I have an example of code in C#

using System;
class A
{
  public virtual void F() { Console.WriteLine("A.F"); }
}
class B: A
{
  public override void F() { Console.WriteLine("B.F"); }
}
class C: B
{
  new public virtual void F() { Console.WriteLine("C.F"); }
}
class D: C
{
   public override void F() { Console.WriteLine("D.F"); }
}
class Test
{
static void Main() {
  D d = new D();
  A a = d;
  B b = d;
  C c = d;
  a.F();
  b.F();
  c.F();
  d.F();
}
}

This code outline

B.F
B.F
D.F
D.F

I do not understand why in case a.F(); There is B.F ?

how MS said the virtual methods is represended by type of object in real time

Answer 1

I do not understand why in case a.F(); There is B.F ?

MSDN #

When a virtual method is invoked, the run-time type of the object is checked for an overriding member. The overriding member in the most derived class is called, which might be the original member, if no derived class has overridden the member.

Bold content will explain to you why B.F is printed when A.F() is called.

Answer 2

The call to method F() from your inherited class object prints B.F for the object of type D downcasted to type A, because you override the method in class B (and class D).

Your test is an almost exact copy of the example provided in this MSDN post on virtual methods:

using System;
class A
{
   public void F() { Console.WriteLine("A.F"); }
   public virtual void G() { Console.WriteLine("A.G"); }
}
class B: A
{
   new public void F() { Console.WriteLine("B.F"); }
   public override void G() { Console.WriteLine("B.G"); }
}
class Test
{
   static void Main() {
      B b = new B();
      A a = b;
      a.F();
      b.F();
      a.G();
      b.G();
   }
}

In the example, A introduces a non-virtual method F and a virtual method G. The class B introduces a new non-virtual method F, thus hiding the inherited F, and also overrides the inherited method G. The example produces the output:

A.F
B.F
B.G
B.G

Notice that the statement a.G() invokes B.G, not A.G. This is because the run-time type of the instance (which is B), not the compile-time type of the instance (which is A), determines the actual method implementation to invoke. Because methods are allowed to hide inherited methods, it is possible for a class to contain several virtual methods with the same signature. This does not present an ambiguity problem, since all but the most derived method are hidden.

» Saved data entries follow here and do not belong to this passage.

//! Templated text for observations and the final answer.

use super::{CostBreakdown, Decision, PricingField, ResolvedPricing, TripAnalysis};

/// One-line summary of the trip analysis.
pub fn describe_analysis(analysis: &TripAnalysis) -> String {
    format!(
        "Loaded {} trips averaging {:.1} minutes ({:.0} minutes total; {} e-bike, {} classic)",
        analysis.total_trips,
        analysis.avg_duration,
        analysis.total_duration,
        analysis.ebike_trips,
        analysis.classic_trips
    )
}

/// Pricing table with the provenance of each value.
pub fn describe_pricing(pricing: &ResolvedPricing) -> String {
    let entries: Vec<String> = PricingField::ALL
        .into_iter()
        .filter_map(|field| {
            pricing.get(field).map(|priced| {
                let source = if priced.is_default() { "default" } else { "extracted" };
                format!("{}={:.2} ({})", field, priced.value, source)
            })
        })
        .collect();
    format!("Pricing: {}", entries.join(", "))
}

/// Human-readable reasoning behind `decision`.
pub fn render_justification(
    decision: Decision,
    analysis: &TripAnalysis,
    costs: &CostBreakdown,
) -> String {
    let mut text = format!(
        "Based on {} trips averaging {:.1} minutes, paying per use would cost ${:.2} \
         (${:.2} per trip) versus ${:.2} for a monthly membership.",
        analysis.total_trips,
        analysis.avg_duration,
        costs.pay_per_use.total,
        costs.pay_per_use.per_trip,
        costs.membership.total
    );

    match decision {
        Decision::PayPerUse => text.push_str(&format!(
            " Paying per use saves ${:.2}.",
            costs.savings
        )),
        Decision::BuyMembership if costs.savings == 0.0 => {
            text.push_str(" Both options cost the same; the membership is recommended on a tie.")
        }
        Decision::BuyMembership => text.push_str(&format!(
            " The membership saves ${:.2}.",
            -costs.savings
        )),
        Decision::Undetermined => {}
    }

    text.push_str(&format!(
        " The membership breaks even at {:.2} trips; you took {}.",
        costs.break_even.break_even_trips, costs.break_even.actual_trips
    ));

    let defaulted = costs.pricing.defaulted_fields();
    if !defaulted.is_empty() {
        let names: Vec<&str> = defaulted.iter().map(PricingField::name).collect();
        text.push_str(&format!(
            " The policy page did not state {}, so default values were assumed.",
            names.join(", ")
        ));
    }

    text
}
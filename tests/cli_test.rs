//! Tests for the fare-advisor binary

use std::io::Write;
use std::process::{Command, Output};

use serde_json::Value;
use tempfile::NamedTempFile;
use wiremock::{
    matchers::{method, path},
    Mock, MockServer, ResponseTemplate,
};

const PAGE: &str = r#"
<html><body>
  <div class="pricing">Monthly membership $15/month with 45 minutes included</div>
  <p>Unlock fee is $1.00 for every ride.</p>
  <p>Rides cost $0.15 per minute.</p>
</body></html>
"#;

fn trips_file(contents: &str) -> NamedTempFile {
    let mut file = NamedTempFile::new().expect("Failed to create temp file");
    file.write_all(contents.as_bytes()).unwrap();
    file
}

async fn run(args: Vec<String>) -> Output {
    run_with_env(args, Vec::new()).await
}

async fn run_with_env(args: Vec<String>, envs: Vec<(&'static str, &'static str)>) -> Output {
    tokio::task::spawn_blocking(move || {
        Command::new(env!("CARGO_BIN_EXE_fare-advisor"))
            .args(&args)
            .env("LOG_LEVEL", "error")
            .envs(envs)
            .output()
            .expect("Failed to run fare-advisor")
    })
    .await
    .unwrap()
}

#[tokio::test]
async fn test_cli_prints_result_json() {
    let mock_server = MockServer::start().await;
    Mock::given(method("GET"))
        .and(path("/pricing"))
        .respond_with(ResponseTemplate::new(200).set_body_string(PAGE))
        .mount(&mock_server)
        .await;

    let trips: Vec<Value> = (0..30)
        .map(|_| serde_json::json!({"duration": 25, "bike_type": "classic", "start_time": "2024-05-06 08:30:00"}))
        .collect();
    let file = trips_file(&serde_json::to_string(&trips).unwrap());

    let output = run(vec![
        "--trips".to_string(),
        file.path().display().to_string(),
        "--policy-url".to_string(),
        format!("{}/pricing", mock_server.uri()),
    ])
    .await;

    assert!(output.status.success(), "stderr: {}", String::from_utf8_lossy(&output.stderr));
    let result: Value = serde_json::from_slice(&output.stdout).unwrap();
    assert_eq!(result["stopReason"], "completed");
    assert_eq!(result["decision"], "Buy Monthly Membership");
    assert!(result["runId"].is_string());
}

#[tokio::test]
async fn test_cli_exits_2_when_run_fails() {
    let mock_server = MockServer::start().await;
    Mock::given(method("GET"))
        .respond_with(ResponseTemplate::new(404))
        .mount(&mock_server)
        .await;

    let file = trips_file(r#"[{"duration": "10", "bike_type": "classic"}]"#);

    // Free rides leave break-even undefined
    let output = run_with_env(
        vec![
            "--trips".to_string(),
            file.path().display().to_string(),
            "--policy-url".to_string(),
            format!("{}/pricing", mock_server.uri()),
            "--pretty".to_string(),
        ],
        vec![("DEFAULT_UNLOCK_FEE", "0"), ("DEFAULT_PER_MINUTE_COST", "0")],
    )
    .await;

    assert_eq!(output.status.code(), Some(2));
    let result: Value = serde_json::from_slice(&output.stdout).unwrap();
    assert_eq!(result["stopReason"], "error");
    assert_eq!(result["decision"], "Unable to determine");
    assert!(result["costBreakdown"].is_null());
}

#[tokio::test]
async fn test_cli_rejects_invalid_url() {
    let file = trips_file(r#"[{"duration": "10", "bike_type": "classic"}]"#);

    let output = run(vec![
        "--trips".to_string(),
        file.path().display().to_string(),
        "--policy-url".to_string(),
        "not-a-url".to_string(),
    ])
    .await;

    assert!(!output.status.success());
    assert!(output.stdout.is_empty());
}

#[tokio::test]
async fn test_cli_rejects_malformed_trips_file() {
    let file = trips_file("this is not json");

    let output = run(vec![
        "--trips".to_string(),
        file.path().display().to_string(),
        "--policy-url".to_string(),
        "https://bikes.example.com/pricing".to_string(),
    ])
    .await;

    assert!(!output.status.success());
}
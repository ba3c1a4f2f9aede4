mod components;

use ratatui::{
    layout::{Alignment, Constraint, Direction, Layout, Rect},
    style::{Modifier, Style},
    text::{Line, Span},
    widgets::{Block, Clear, Paragraph, Wrap},
    Frame,
};

use crate::app::{App, Field, Popup};
use crate::theme::Theme;

pub fn draw(f: &mut Frame, app: &App) {
    let area = f.area();
    let theme = &app.theme;

    f.render_widget(Block::default().style(Style::default().bg(theme.background)), area);

    let chunks = Layout::default()
        .direction(Direction::Vertical)
        .margin(0)
        .constraints([
            Constraint::Length(3), // Header
            Constraint::Length(1),
            Constraint::Length(3), // Base / Tax fields
            Constraint::Length(1),
            Constraint::Length(1), // Tip badge
            Constraint::Length(1), // Tip slider
            Constraint::Length(1), // Split badge
            Constraint::Length(1), // Split slider
            Constraint::Length(1),
            Constraint::Length(3), // Per person
            Constraint::Length(3), // Total
            Constraint::Min(0),
            Constraint::Length(1), // Info line
            Constraint::Length(1), // Footer
        ])
        .split(area);

    // Recomputed on every frame from whatever the controls hold now
    let breakdown = app.breakdown();

    draw_header(f, theme, chunks[0]);
    draw_fields(f, app, chunks[2]);

    let body = |rect: Rect| inset(rect, 2);
    f.render_widget(components::badge(breakdown.tip_label(), theme), body(chunks[4]));
    f.render_widget(
        components::slider(app.tip_percent, &app.tip_range, app.field == Field::Tip, theme),
        body(chunks[5]),
    );
    f.render_widget(components::badge(breakdown.split_label(), theme), body(chunks[6]));
    f.render_widget(
        components::slider(app.split_count, &app.split_range, app.field == Field::Split, theme),
        body(chunks[7]),
    );

    f.render_widget(components::amount_box(breakdown.per_person_label(), theme), body(chunks[9]));
    f.render_widget(components::amount_box(breakdown.total_label(), theme), body(chunks[10]));

    draw_info_line(f, app, chunks[12]);
    draw_footer(f, app, chunks[13]);

    if app.popup == Popup::Help {
        draw_help_popup(f, theme);
    }
}

/// Shrink a row horizontally by `margin` cells on each side
fn inset(rect: Rect, margin: u16) -> Rect {
    let margin = margin.min(rect.width / 2);
    Rect {
        x: rect.x + margin,
        width: rect.width - margin * 2,
        ..rect
    }
}

fn draw_header(f: &mut Frame, theme: &Theme, area: Rect) {
    let header = Paragraph::new(Line::from(Span::styled(
        "GRATUITY",
        Style::default().fg(theme.text).add_modifier(Modifier::BOLD),
    )))
    .alignment(Alignment::Center)
    .block(Block::default().style(Style::default().bg(theme.panel)));

    // Vertically centre the title in the bar
    f.render_widget(Block::default().style(Style::default().bg(theme.panel)), area);
    let middle = Rect {
        y: area.y + area.height / 2,
        height: area.height.min(1),
        ..area
    };
    f.render_widget(header, middle);
}

fn draw_fields(f: &mut Frame, app: &App, area: Rect) {
    let chunks = Layout::default()
        .direction(Direction::Horizontal)
        .constraints([Constraint::Ratio(1, 2), Constraint::Ratio(1, 2)])
        .spacing(2)
        .split(inset(area, 2));

    f.render_widget(
        components::text_field("Base", &app.base_input, app.field == Field::Base, &app.theme),
        chunks[0],
    );
    f.render_widget(
        components::text_field("Tax", &app.tax_input, app.field == Field::Tax, &app.theme),
        chunks[1],
    );
}

fn draw_info_line(f: &mut Frame, app: &App, area: Rect) {
    let theme = &app.theme;
    let line = if let Some(ref status) = app.status_message {
        Line::from(Span::styled(status, Style::default().fg(theme.highlight)))
    } else {
        let hint = match app.field {
            Field::Base => "Bill amount before tax and tip",
            Field::Tax => "Tax rate in percent",
            Field::Tip => "Tip rate in whole percent",
            Field::Split => "Number of people sharing the bill",
        };
        Line::from(Span::styled(hint, Style::default().fg(theme.text_dim)))
    };

    let info = Paragraph::new(line).alignment(Alignment::Center);
    f.render_widget(info, area);
}

fn draw_footer(f: &mut Frame, app: &App, area: Rect) {
    let theme = &app.theme;
    let key = |k: &'static str| {
        Span::styled(
            k,
            Style::default()
                .fg(theme.highlight)
                .add_modifier(Modifier::BOLD),
        )
    };
    let desc = |d: &'static str| Span::styled(d, Style::default().fg(theme.text_dim));

    let mut spans = vec![key("Tab"), desc(" next  ")];
    if app.field.is_text() {
        spans.extend([key("Bksp"), desc(" delete  "), key("^U"), desc(" clear  ")]);
    } else {
        spans.extend([key("←/→"), desc(" adjust  "), key("q"), desc(" quit  ")]);
    }
    spans.extend([key("^R"), desc(" reset  "), key("F1"), desc(" help")]);

    f.render_widget(Paragraph::new(Line::from(spans)).alignment(Alignment::Center), area);
}

fn draw_help_popup(f: &mut Frame, theme: &Theme) {
    let popup_area = centered_rect(60, 70, f.area());

    f.render_widget(Clear, popup_area);

    let heading = |t: &'static str| {
        Line::from(Span::styled(t, Style::default().fg(theme.glow).add_modifier(Modifier::BOLD)))
    };
    let entry = |k: &'static str, d: &'static str| {
        Line::from(vec![
            Span::styled(format!("  {:<12}", k), Style::default().fg(theme.highlight)),
            Span::raw(d),
        ])
    };

    let help_text = vec![
        heading("═══ Navigation ═══"),
        entry("Tab/↓", "Next control"),
        entry("Shift-Tab/↑", "Previous control"),
        Line::from(""),
        heading("═══ Base & Tax ═══"),
        entry("0-9 .", "Type an amount"),
        entry("Backspace", "Delete last character"),
        entry("Ctrl-U", "Clear the field"),
        entry("", "Anything that isn't a number counts as 0"),
        Line::from(""),
        heading("═══ Tip & Split ═══"),
        entry("←/→ h/l", "Step down/up by one"),
        entry("Home/End", "Jump to the lowest/highest value"),
        Line::from(""),
        heading("═══ General ═══"),
        entry("Ctrl-R", "Reset all inputs"),
        entry("q", "Quit (on a slider)"),
        entry("Ctrl-C", "Quit"),
        Line::from(""),
        Line::from(vec![
            Span::styled("  Press ", Style::default().fg(theme.text_dim)),
            Span::styled("Esc", Style::default().fg(theme.highlight)),
            Span::styled(" to close", Style::default().fg(theme.text_dim)),
        ]),
    ];

    let help = Paragraph::new(help_text)
        .block(
            Block::bordered()
                .title(Span::styled(" gratuity Help ", Style::default().fg(theme.highlight)))
                .border_style(Style::default().fg(theme.highlight))
                .style(Style::default().bg(theme.panel)),
        )
        .wrap(Wrap { trim: false });

    f.render_widget(help, popup_area);
}

fn centered_rect(percent_x: u16, percent_y: u16, r: Rect) -> Rect {
    let popup_layout = Layout::default()
        .direction(Direction::Vertical)
        .constraints([
            Constraint::Percentage((100 - percent_y) / 2),
            Constraint::Percentage(percent_y),
            Constraint::Percentage((100 - percent_y) / 2),
        ])
        .split(r);

    Layout::default()
        .direction(Direction::Horizontal)
        .constraints([
            Constraint::Percentage((100 - percent_x) / 2),
            Constraint::Percentage(percent_x),
            Constraint::Percentage((100 - percent_x) / 2),
        ])
        .split(popup_layout[1])[1]
}
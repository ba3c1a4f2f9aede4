mod app;
mod calculator;
mod config;
mod theme;
mod ui;

use anyhow::Result;
use clap::Parser;
use crossterm::{
    event::{self, Event, KeyCode, KeyEventKind, KeyModifiers},
    execute,
    terminal::{disable_raw_mode, enable_raw_mode, EnterAlternateScreen, LeaveAlternateScreen},
};
use ratatui::{backend::CrosstermBackend, Terminal};
use std::io;
use std::path::PathBuf;
use tracing_subscriber::{layer::SubscriberExt, util::SubscriberInitExt};

use app::App;
use calculator::{format_money, BillInputs};
use config::AppConfig;

#[derive(Parser, Debug)]
#[command(name = "gratuity")]
#[command(version)]
#[command(about = "Split a bill with tax and tip, in the terminal")]
struct Args {
    /// Bill amount before tax and tip (prints the result and exits)
    #[arg(short, long)]
    base: Option<String>,

    /// Tax rate in percent
    #[arg(short = 'x', long)]
    tax: Option<String>,

    /// Tip rate in percent, clamped to the configured range
    #[arg(short, long)]
    tip: Option<f64>,

    /// Number of people, clamped to the configured range
    #[arg(short, long)]
    split: Option<f64>,

    /// Print the one-shot result as JSON
    #[arg(short, long)]
    json: bool,

    /// Config file to use instead of the default
    #[arg(short, long)]
    config: Option<PathBuf>,
}

impl Args {
    fn is_one_shot(&self) -> bool {
        self.base.is_some()
            || self.tax.is_some()
            || self.tip.is_some()
            || self.split.is_some()
            || self.json
    }
}

fn main() -> Result<()> {
    // Initialize logging (silent unless RUST_LOG is set)
    tracing_subscriber::registry()
        .with(tracing_subscriber::fmt::layer().with_writer(io::stderr))
        .with(tracing_subscriber::EnvFilter::from_default_env())
        .init();

    let args = Args::parse();
    let config = AppConfig::load(args.config.as_deref());

    if args.is_one_shot() {
        tracing::info!("Computing one-shot split");
        return print_split(&args, &config);
    }

    tracing::info!("Starting gratuity TUI");
    run_tui(&config)
}

fn print_split(args: &Args, config: &AppConfig) -> Result<()> {
    println!("{}", render_split(args, config)?);
    Ok(())
}

/// Compute once from CLI flags, applying the same ranges as the sliders
fn render_split(args: &Args, config: &AppConfig) -> Result<String> {
    let tip = config.tip.clamp(args.tip.unwrap_or(config.tip.default as f64));
    let split = config.split.clamp(args.split.unwrap_or(config.split.default as f64));

    let breakdown = calculator::compute(&BillInputs {
        base_text: args.base.as_deref().unwrap_or(""),
        tax_text: args.tax.as_deref().unwrap_or(""),
        tip_percent: tip,
        split_count: split,
    });

    if args.json {
        let output = serde_json::json!({
            "tip_percent": breakdown.tip_percent,
            "split": breakdown.split_count,
            "per_person": format_money(breakdown.per_person),
            "total": format_money(breakdown.total),
            "breakdown": breakdown,
        });
        Ok(serde_json::to_string(&output)?)
    } else {
        Ok([
            breakdown.tip_label(),
            breakdown.split_label(),
            breakdown.per_person_label(),
            breakdown.total_label(),
        ]
        .join("\n"))
    }
}

fn run_tui(config: &AppConfig) -> Result<()> {
    // Setup terminal
    enable_raw_mode()?;
    let mut stdout = io::stdout();
    execute!(stdout, EnterAlternateScreen)?;
    let backend = CrosstermBackend::new(stdout);
    let mut terminal = Terminal::new(backend)?;

    let mut app = App::new(config);

    // Main loop
    let result = run_app(&mut terminal, &mut app);

    // Restore terminal
    disable_raw_mode()?;
    execute!(terminal.backend_mut(), LeaveAlternateScreen)?;
    terminal.show_cursor()?;

    result
}

fn run_app(terminal: &mut Terminal<CrosstermBackend<io::Stdout>>, app: &mut App) -> Result<()> {
    loop {
        terminal.draw(|f| ui::draw(f, app))?;

        if event::poll(std::time::Duration::from_millis(250))? {
            if let Event::Key(key) = event::read()? {
                if key.kind == KeyEventKind::Press {
                    match key.code {
                        KeyCode::Char('q') if app.accepts_quit() => return Ok(()),
                        KeyCode::Char('c') if key.modifiers.contains(KeyModifiers::CONTROL) => {
                            return Ok(())
                        }
                        _ => app.handle_key(key),
                    }
                }
            }
        }

        // Clear expired status messages
        app.tick();
    }
}

#[cfg(test)]
mod tests {
    use super::*;

    #[test]
    fn test_flags_select_one_shot_mode() {
        let args = Args::parse_from(["gratuity", "--base", "100", "--tip", "18"]);
        assert!(args.is_one_shot());
        assert_eq!(args.base.as_deref(), Some("100"));

        let args = Args::parse_from(["gratuity"]);
        assert!(!args.is_one_shot());
    }

    #[test]
    fn test_one_shot_clamps_like_sliders() {
        let config = AppConfig::default();
        let args = Args::parse_from(["gratuity", "-b", "40", "-x", "abc", "-t", "2", "-s", "0"]);
        assert_eq!(config.tip.clamp(args.tip.unwrap()), 5.0);
        assert_eq!(config.split.clamp(args.split.unwrap()), 1.0);
        assert!(print_split(&args, &config).is_ok());
    }

    #[test]
    fn test_one_shot_prints_labels() {
        let config = AppConfig::default();
        let args = Args::parse_from(["gratuity", "-b", "40", "-x", "abc", "-t", "5", "-s", "1"]);
        let output = render_split(&args, &config).unwrap();
        assert_eq!(output, "Tip: 5%\nSplit: 1\nPer Person: $42.00\nTotal: $42.00");
    }

    #[test]
    fn test_one_shot_json() {
        let config = AppConfig::default();
        let args = Args::parse_from([
            "gratuity", "--base", "75.50", "--tax", "5", "--tip", "25", "--split", "5", "--json",
        ]);
        let output = render_split(&args, &config).unwrap();
        let value: serde_json::Value = serde_json::from_str(&output).unwrap();

        assert_eq!(value["total"], "$98.15");
        assert_eq!(value["per_person"], "$19.63");
        assert_eq!(value["tip_percent"], 25);
        assert_eq!(value["split"], 5);
    }
}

In the example

Answer 3

In case of a.F() there is B.F because virtual void F in class A is override in B.

It is not override by C, because there is a new operator which does not override the virtual base method.

So if there is an instance of type D typed to A and you call F(), virtual method from the class A is called, but the latest override is taken into account. That is B.F.